The original Pro Plan Chicken & Rice, Beef & Rice and Natural Lamb & Rice Adult Formulas are now Pro Plan Shredded Blend Formulas (all other Pro Plan Formulas have remained the same). Pro Plan Shredded Blend contains eighty-five percent of the original kibble, plus new, tender, shredded pieces for extraordinary palatability. While the new formulas continue to offer 100% complete and balanced nutrition and the nutrient statements have remained exactly the same, they test at a much higher palatability than the original formulas. In feeding tests, 89% of dogs preferred Shredded Blend Natural Lamb & Rice to the original Lamb & Rice Formula.

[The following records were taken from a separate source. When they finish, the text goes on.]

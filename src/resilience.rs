// Copyright (c) 2025-2026 Adrian Robinson. Licensed under the AGPL-3.0.
// See LICENSE file in the project root for full license text.

//! Resilience utilities: retry schedules and bounded retry of transient errors.
//!
//! - [`RetryConfig`]: exponential backoff schedule
//! - [`execute_with_retry`]: re-run an operation while it fails with a
//!   retryable [`CoordinationError`](crate::CoordinationError)
//!
//! # Example
//!
//! ```rust,no_run
//! # async fn example() -> coordination_engine::Result<()> {
//! use coordination_engine::resilience::{execute_with_retry, RetryConfig};
//!
//! let value = execute_with_retry("ping", &RetryConfig::testing(), || async {
//!     Ok::<_, coordination_engine::CoordinationError>(42)
//! })
//! .await?;
//! assert_eq!(value, 42);
//! # Ok(())
//! # }
//! ```

use crate::error::Result;
use std::future::Future;
use std::time::Duration;
use tracing::{debug, warn};

/// Backoff schedule for retried operations.
#[derive(Debug, Clone)]
pub struct RetryConfig {
    /// Maximum number of attempts.
    /// Set to `usize::MAX` for infinite retries.
    pub max_attempts: usize,

    /// Initial delay before first retry.
    pub initial_delay: Duration,

    /// Maximum delay between retries (ceiling for exponential backoff).
    pub max_delay: Duration,

    /// Backoff multiplier (e.g., 2.0 = double delay each retry).
    pub backoff_factor: f64,

    /// Timeout for each individual connection attempt.
    pub connection_timeout: Duration,
}

impl Default for RetryConfig {
    fn default() -> Self {
        Self {
            max_attempts: 10,
            initial_delay: Duration::from_millis(100),
            max_delay: Duration::from_secs(30),
            backoff_factor: 2.0,
            connection_timeout: Duration::from_secs(5),
        }
    }
}

impl RetryConfig {
    /// Fast-fail retry for the initial store connection.
    ///
    /// # Backoff Schedule
    ///
    /// ```text
    /// Attempt  Delay     Cumulative
    /// -------  -----     ----------
    /// 1        500ms     500ms
    /// 2        750ms     1.25s
    /// 3        1.12s     2.37s
    /// ...
    /// 20       30s       ~45s (total)
    /// ```
    pub fn startup() -> Self {
        Self {
            max_attempts: 20,
            initial_delay: Duration::from_millis(500),
            max_delay: Duration::from_secs(30),
            backoff_factor: 1.5,
            connection_timeout: Duration::from_secs(10),
        }
    }

    /// Infinite retry capped at 5 minutes between attempts.
    pub fn daemon() -> Self {
        Self {
            max_attempts: usize::MAX,
            initial_delay: Duration::from_secs(1),
            max_delay: Duration::from_secs(300),
            backoff_factor: 2.0,
            connection_timeout: Duration::from_secs(30),
        }
    }

    /// Fast-fail retry for tests.
    pub fn testing() -> Self {
        Self {
            max_attempts: 3,
            initial_delay: Duration::from_millis(10),
            max_delay: Duration::from_millis(100),
            backoff_factor: 2.0,
            connection_timeout: Duration::from_millis(500),
        }
    }

    /// Calculate delay for a given attempt number (1-indexed).
    pub fn delay_for_attempt(&self, attempt: usize) -> Duration {
        if attempt == 0 {
            return self.initial_delay;
        }

        // Clamp the exponent so long-running loops cannot overflow f64 -> Duration.
        let exponent = (attempt - 1).min(64) as i32;
        let multiplier = self.backoff_factor.powi(exponent);
        let delay_secs = (self.initial_delay.as_secs_f64() * multiplier)
            .min(self.max_delay.as_secs_f64());

        std::cmp::min(Duration::from_secs_f64(delay_secs), self.max_delay)
    }
}

/// Run `f` until it succeeds, fails with a non-retryable error, or
/// `config.max_attempts` is exhausted. The last error is returned.
pub async fn execute_with_retry<F, Fut, T>(
    operation: &str,
    config: &RetryConfig,
    mut f: F,
) -> Result<T>
where
    F: FnMut() -> Fut,
    Fut: Future<Output = Result<T>>,
{
    let mut attempt = 0;

    loop {
        attempt += 1;
        match f().await {
            Ok(value) => {
                if attempt > 1 {
                    debug!(operation, attempt, "Operation succeeded after retry");
                }
                return Ok(value);
            }
            Err(e) if e.is_retryable() && attempt < config.max_attempts => {
                let delay = config.delay_for_attempt(attempt);
                warn!(
                    operation,
                    attempt,
                    delay_ms = delay.as_millis() as u64,
                    error = %e,
                    "Transient failure, retrying"
                );
                crate::metrics::record_retry(operation);
                tokio::time::sleep(delay).await;
            }
            Err(e) => {
                if e.is_retryable() {
                    warn!(operation, attempt, error = %e, "Max retries exceeded");
                }
                return Err(e);
            }
        }
    }
}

Likewise, 88% preferred Shredded Blend Chicken & Rice and 81% preferred Shredded Blend Beef & Rice over their original formulas. In addition, these outstanding results have been validated by breeders who have already fed the products to their own dogs – an important factor for those with dogs who may be less eager to eat in stressful situations such as shows, field events, traveling, etc.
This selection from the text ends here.